Monday, October 22, 2007

Relative Valuation


"All things are relative."
- Albert Einstein

"All relatives are things."
- Groucho Marx

"My relatives took all my things."
- Rodney Dangerfield


I've gotten quite concerned that I'm increasingly seeing only an appeal to relative valuation in the analysis of stocks listed in Hong Kong and Shanghai. So for example, yes, Company A trades at 70 times earnings, but other peers trade for 90 times earnings, so Company A is cheap and should be bought. Another theme is that if Company A is listed in Hong Kong and valued at $10B, but is also listed in Shanghai (or Shenzhen) at $15B, then the Hong Kong shares are a relative bargain and so they should be purchased. Not dual listed? No problem. It's still a bargain because it probably will be dual listed in the future, and of course the A shares will be worth more and so the H shares are still a bargain even now.

Is this not the same logic we find in all asset bubbles? Back in the dot.com era, I recall reading many analyst reports that stated that while the company in question was just started two years ago and had never shown a profit, nonetheless the company was only trading at 50 times sales, while a similar company was trading at 80 times sales. It was then presented as a tremendous bargain.

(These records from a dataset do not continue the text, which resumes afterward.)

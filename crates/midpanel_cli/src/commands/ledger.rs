//! Ledger command implementations.
//!
//! Corrections and voids annotate rows; nothing is ever deleted. Both run
//! under the owning reseller's scope lock so they cannot interleave with a
//! reconciliation pass over the same reseller.

use crate::commands::{format_amount, format_timestamp, window_from};
use crate::context::PanelContext;
use clap::Subcommand;
use midpanel_core::{EventId, ResellerId, Scope};
use midpanel_ledger::{EventCategory, EventStatus, LedgerEvent};
use serde::Serialize;

/// Financial event operations.
#[derive(Subcommand)]
pub enum LedgerCommand {
    /// List events for a reseller
    List {
        /// Reseller to list
        #[arg(short, long)]
        reseller: u64,

        /// Window start date, inclusive (YYYY-MM-DD)
        #[arg(long)]
        from: Option<String>,

        /// Window end date, inclusive (YYYY-MM-DD)
        #[arg(long)]
        to: Option<String>,

        /// Output format (text, json)
        #[arg(short, long, default_value = "text")]
        format: String,
    },

    /// Adjust an event's net effect, keeping the original row
    Correct {
        /// Event to correct
        #[arg(short, long)]
        event: u64,

        /// Signed correction amount, minor currency units
        #[arg(short, long)]
        amount: i64,

        /// Reason for the correction (never empty)
        #[arg(short, long)]
        note: String,
    },

    /// Zero an event's net effect, keeping the row for audit
    Void {
        /// Event to void
        #[arg(short, long)]
        event: u64,

        /// Reason for the void (never empty)
        #[arg(short, long)]
        note: String,
    },
}

/// One ledger row for output.
#[derive(Debug, Serialize)]
pub struct EventRow {
    /// Event identifier.
    pub id: u64,
    /// Creation time, UTC.
    pub at: String,
    /// `sale` or `adjustment`.
    pub category: String,
    /// Original amount, minor units. Sales are negative.
    pub amount: i64,
    /// Amount counted after corrections and voids, minor units.
    pub net_effect: i64,
    /// `active`, `corrected`, or `voided`.
    pub status: String,
    /// Statement description.
    pub description: String,
    /// Correction or void note, when one applies.
    #[serde(skip_serializing_if = "Option::is_none")]
    pub note: Option<String>,
}

/// Runs a ledger subcommand.
pub fn run(ctx: &PanelContext, command: LedgerCommand) -> Result<(), Box<dyn std::error::Error>> {
    match command {
        LedgerCommand::List {
            reseller,
            from,
            to,
            format,
        } => list(ctx, reseller, from.as_deref(), to.as_deref(), &format),
        LedgerCommand::Correct {
            event,
            amount,
            note,
        } => correct(ctx, EventId::new(event), amount, &note),
        LedgerCommand::Void { event, note } => void(ctx, EventId::new(event), &note),
    }
}

fn list(
    ctx: &PanelContext,
    reseller: u64,
    from: Option<&str>,
    to: Option<&str>,
    format: &str,
) -> Result<(), Box<dyn std::error::Error>> {
    let id = ResellerId::new(reseller);
    check_read_scope(ctx, id)?;

    let window = window_from(from, to)?;
    let events = ctx.ledger.events_for(id, window);
    let rows: Vec<EventRow> = events.iter().map(event_row).collect();

    match format {
        "json" => println!("{}", serde_json::to_string_pretty(&rows)?),
        _ => print_text_output(&rows),
    }

    Ok(())
}

fn correct(
    ctx: &PanelContext,
    event: EventId,
    amount: i64,
    note: &str,
) -> Result<(), Box<dyn std::error::Error>> {
    let row = check_write_scope(ctx, event)?;

    let _guard = ctx.locks.lock(Scope::Reseller(row.reseller));
    ctx.ledger
        .correct(event, amount, note, ctx.actor().label.as_str())?;
    println!("Event {event} corrected by {}: {note}", format_amount(amount));
    Ok(())
}

fn void(ctx: &PanelContext, event: EventId, note: &str) -> Result<(), Box<dyn std::error::Error>> {
    let row = check_write_scope(ctx, event)?;

    let _guard = ctx.locks.lock(Scope::Reseller(row.reseller));
    ctx.ledger.void(event, note, ctx.actor().label.as_str())?;
    println!("Event {event} voided: {note}");
    Ok(())
}

fn check_read_scope(
    ctx: &PanelContext,
    reseller: ResellerId,
) -> Result<(), Box<dyn std::error::Error>> {
    let actor = ctx.actor();
    if !actor.capabilities.all_resellers && actor.reseller != Some(reseller) {
        return Err(format!("{} may not read {reseller}'s ledger", actor.label).into());
    }
    Ok(())
}

fn check_write_scope(
    ctx: &PanelContext,
    event: EventId,
) -> Result<LedgerEvent, Box<dyn std::error::Error>> {
    let actor = ctx.actor();
    if !actor.capabilities.write_ledger {
        return Err(format!("{} may not write ledger entries", actor.label).into());
    }
    let row = ctx
        .ledger
        .event(event)
        .ok_or_else(|| format!("no ledger event {event}"))?;
    if !actor.capabilities.all_resellers && actor.reseller != Some(row.reseller) {
        return Err(format!("{} may not touch {}'s events", actor.label, row.reseller).into());
    }
    Ok(row)
}

fn event_row(event: &LedgerEvent) -> EventRow {
    let note = match (&event.voided, &event.correction) {
        (Some(mark), _) => Some(mark.note.clone()),
        (None, Some(correction)) => Some(correction.note.clone()),
        (None, None) => None,
    };

    EventRow {
        id: event.id.as_u64(),
        at: format_timestamp(event.at),
        category: match event.category {
            EventCategory::Sale => "sale".to_owned(),
            EventCategory::Adjustment => "adjustment".to_owned(),
        },
        amount: event.amount,
        net_effect: event.net_effect(),
        status: match event.status {
            EventStatus::Active => "active".to_owned(),
            EventStatus::Corrected => "corrected".to_owned(),
            EventStatus::Voided => "voided".to_owned(),
        },
        description: event.description.clone(),
        note,
    }
}

fn print_text_output(rows: &[EventRow]) {
    println!("Ledger events ({} total)", rows.len());
    println!("================");
    println!();

    for row in rows {
        println!(
            "[{:06}] {} {:10} {:>12} net {:>12} {:9} {}",
            row.id,
            row.at,
            row.category,
            format_amount(row.amount),
            format_amount(row.net_effect),
            row.status,
            row.description
        );
        if let Some(note) = &row.note {
            println!("         note: {note}");
        }
    }
}
//! The client trait the rest of the panel programs against.

use crate::api::{Plan, UpstreamAccount};
use crate::error::UpstreamResult;
use midpanel_core::{AccountPatch, DeviceId, NewAccount};

/// Operations against one middleware endpoint.
///
/// Implementations must be safe to share across threads: the coordinator
/// and the reconciliation engine hold the same client behind an `Arc`.
pub trait UpstreamClient: Send + Sync {
    /// Label for log lines, typically `primary` or `secondary`.
    fn name(&self) -> &str;

    /// Fetches the full subscriber list in one bulk read.
    ///
    /// # Errors
    ///
    /// Returns an error on transport failure, rejection, or an
    /// unparsable body.
    fn list_accounts(&self) -> UpstreamResult<Vec<UpstreamAccount>>;

    /// Fetches one subscriber by display handle.
    ///
    /// # Errors
    ///
    /// Returns a rejection if the handle is unknown upstream.
    fn fetch_account(&self, handle: &str) -> UpstreamResult<UpstreamAccount>;

    /// Creates a subscriber.
    ///
    /// # Errors
    ///
    /// Returns an error if the middleware refuses the create.
    fn create_account(&self, account: &NewAccount) -> UpstreamResult<()>;

    /// Updates subscriber attributes by device identifier.
    ///
    /// # Errors
    ///
    /// Returns an error if the device is unknown or the write fails.
    fn update_account(&self, device: &DeviceId, patch: &AccountPatch) -> UpstreamResult<()>;

    /// Enables or disables a subscriber.
    ///
    /// # Errors
    ///
    /// Returns an error if the device is unknown or the write fails.
    fn set_status(&self, device: &DeviceId, active: bool) -> UpstreamResult<()>;

    /// Deletes a subscriber by device identifier.
    ///
    /// # Errors
    ///
    /// Returns an error if the device is unknown or the delete fails.
    fn delete_account(&self, device: &DeviceId) -> UpstreamResult<()>;

    /// Lists the tariff plans the middleware offers.
    ///
    /// # Errors
    ///
    /// Returns an error on transport failure or rejection.
    fn list_plans(&self) -> UpstreamResult<Vec<Plan>>;

    /// Pushes a status message to a subscriber's device.
    ///
    /// # Errors
    ///
    /// Returns an error if the middleware refuses the message.
    fn send_message(&self, device: &DeviceId, message: &str) -> UpstreamResult<()>;
}
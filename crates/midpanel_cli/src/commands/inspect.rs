//! Inspect command implementation.

use crate::commands::format_amount;
use crate::context::PanelContext;
use midpanel_core::Scope;
use midpanel_ledger::Window;
use serde::Serialize;

/// Panel store statistics.
#[derive(Debug, Serialize)]
pub struct PanelStats {
    /// Panel directory path.
    pub data_dir: String,
    /// Mirrored subscriber rows.
    pub accounts: usize,
    /// Rows with no resolved owner.
    pub unassigned_accounts: usize,
    /// Resellers in the directory.
    pub resellers: usize,
    /// Financial events in the ledger journal.
    pub ledger_events: usize,
    /// Payments in the ledger journal.
    pub payments: usize,
    /// Orphan audit notes.
    pub orphan_notes: usize,
    /// Write intents awaiting the recovery sweep.
    pub pending_intents: usize,
    /// Per-reseller breakdown, when requested.
    #[serde(skip_serializing_if = "Vec::is_empty")]
    pub breakdown: Vec<ResellerStats>,
}

/// Per-reseller figures for the breakdown listing.
#[derive(Debug, Serialize)]
pub struct ResellerStats {
    /// Reseller id.
    pub id: u64,
    /// Display name.
    pub name: String,
    /// Mirrored rows owned by this reseller.
    pub accounts: usize,
    /// Closing balance over all history, minor units.
    pub balance: i64,
}

/// Runs the inspect command.
pub fn run(
    ctx: &PanelContext,
    resellers: bool,
    format: &str,
) -> Result<(), Box<dyn std::error::Error>> {
    let all = ctx.mirror.accounts(Scope::AllResellers);
    let unassigned = all.iter().filter(|row| row.owner.is_none()).count();

    let breakdown = if resellers {
        ctx.resellers
            .list()
            .into_iter()
            .map(|entry| {
                let accounts = ctx.mirror.accounts(Scope::Reseller(entry.id)).len();
                let balance = ctx.ledger.balance(entry.id, Window::ALL).closing_balance;
                ResellerStats {
                    id: entry.id.as_u64(),
                    name: entry.name,
                    accounts,
                    balance,
                }
            })
            .collect()
    } else {
        Vec::new()
    };

    let stats = PanelStats {
        data_dir: ctx.data_dir().display().to_string(),
        accounts: all.len(),
        unassigned_accounts: unassigned,
        resellers: ctx.resellers.len(),
        ledger_events: ctx.ledger.event_count(),
        payments: ctx.ledger.payment_count(),
        orphan_notes: ctx.ledger.orphan_count(),
        pending_intents: ctx.pending_intents()?,
        breakdown,
    };

    match format {
        "json" => println!("{}", serde_json::to_string_pretty(&stats)?),
        _ => print_text_output(&stats),
    }

    Ok(())
}

fn print_text_output(stats: &PanelStats) {
    println!("Panel Store Statistics");
    println!("================");
    println!();
    println!("Data dir:         {}", stats.data_dir);
    println!(
        "Accounts:         {} ({} unassigned)",
        stats.accounts, stats.unassigned_accounts
    );
    println!("Resellers:        {}", stats.resellers);
    println!("Ledger events:    {}", stats.ledger_events);
    println!("Payments:         {}", stats.payments);
    println!("Orphan notes:     {}", stats.orphan_notes);
    println!("Pending intents:  {}", stats.pending_intents);

    if !stats.breakdown.is_empty() {
        println!();
        println!("Per reseller:");
        for entry in &stats.breakdown {
            println!(
                "  [{}] {:24} {:>6} accounts  balance {:>12}",
                entry.id,
                entry.name,
                entry.accounts,
                format_amount(entry.balance)
            );
        }
    }
}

(Now to be sure, fallacious reasoning does not necessarily imply that the conclusion is incorrect. On the other hand, it's a pretty strong red flag! We should not presume to be so lucky as to accidentally arrive at the right conclusion after using faulty logic!)

Broadly speaking, of course, relative valuation is fundamental to how we value anything and should not be thrown out altogether. To be more precise, the root cause of the relative valuation phenomenon in asset bubbles is not so much that a relative valuation is made, but that the comparison is usually restricted to a conveniently small set of variables that may themselves all be outliers. In the late 90's, Internet companies were compared with selected metrics of other Internet companies, but they were not frequently compared with a variety of traditional valuation techniques and with companies outside the sector and with companies from other time periods. Had this been done more often, the valuations would certainly not have looked so attractive.

At the peak of the housing bubble, there were houses in our area that sold for $600,000, while identical houses on the same street rented for only about $1,500 per month. $600K houses were extolled as bargains because by using only a comparable sales method, they were simply compared with other houses listing for $630K. However, these same houses looked frighteningly expensive when viewed on a rental basis or by replacement cost, to say nothing of whether the prices were out of whack with the income of residents in the area.

As such, I've shuffled my equity portfolio a bit this past week, which is a rather rare thing for me. I've sold all my China positions that I held directly: CEO, SNP, and ACH. My position in CEO more than doubled in a matter of a few months, while SNP and ACH both more than quadrupled since I purchased them. I've redeployed about 10% of the proceeds into AIB and BCS, and the rest of the money will await further analysis. All changes are reflected in the left nav bar.